Records contained in a dataset =

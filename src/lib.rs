//! # Issuance Engine
//!
//! A controlled issuance engine: mints and redeems a 6-decimal stable-value
//! token against an 18-decimal collateral asset at an oracle price, subject
//! to rate limiting, price-move circuit breakers, reserve sufficiency,
//! per-issuer and global daily caps, and a timelocked procedure for
//! replacing the oracle.
//!
//! ## Architecture
//!
//! - **Oracle**: the `PriceOracle` contract with a configurable and a
//!   feed-backed implementation
//! - **Registry**: issuers and their rolling daily allowances
//! - **Protocol**: the `IssuanceController` state machine and its events
//! - **Core**: configuration and the ledger collaborators
//! - **Access**: roles checked through an injected `AccessControl`
//!
//! ## Example
//!
//! ```rust,ignore
//! use issuance::prelude::*;
//!
//! let controller = IssuanceController::new(address, config, oracle, ledger, collateral, roles, clock)?;
//! let issued = controller.mint(&alice, 1_000_000_000_000_000_000)?;
//! let collateral = controller.redeem(&alice, issued)?;
//! ```

#![forbid(unsafe_code)]
#![warn(
    missing_docs,
    rust_2018_idioms,
    trivial_casts,
    unused_lifetimes,
    unused_qualifications
)]

pub mod access;
pub mod core;
pub mod error;
pub mod oracle;
pub mod protocol;
pub mod registry;
pub mod utils;

/// Prelude module for convenient imports
pub mod prelude {
    pub use crate::access::{AccessControl, Role, RoleRegistry};
    pub use crate::core::{
        config::{ControllerConfig, EngineConfig, OracleConfig, RegistryConfig},
        ledger::{BankAccount, CollateralBank, CollateralTransfer, Ledger, TokenLedger},
    };
    pub use crate::error::{Error, Result};
    pub use crate::oracle::{
        ConfigurableOracle, FeedBackedOracle, FeedPrice, InMemoryFeedSource, OracleError, Price,
        PriceFeedSource, PriceOracle, PriceUpdateData,
    };
    pub use crate::protocol::{
        controller::IssuanceController,
        events::{EngineEvent, PauseTarget},
        state::{PauseState, PendingOracle, PriceHistory},
    };
    pub use crate::registry::{IssuerRecord, IssuerRegistry};
    pub use crate::utils::{
        crypto::{Address, Hash},
        time::{Clock, ManualClock, SystemClock, Timestamp},
    };
}

/// Crate version
pub const VERSION: &str = env!("CARGO_PKG_VERSION");

/// Engine name
pub const ENGINE_NAME: &str = "issuance-engine";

EXERCISE DIRECTIONS = Report the number of lines in these entries that hold the word "daily". Add nothing else.

ANSWER SPACE = 2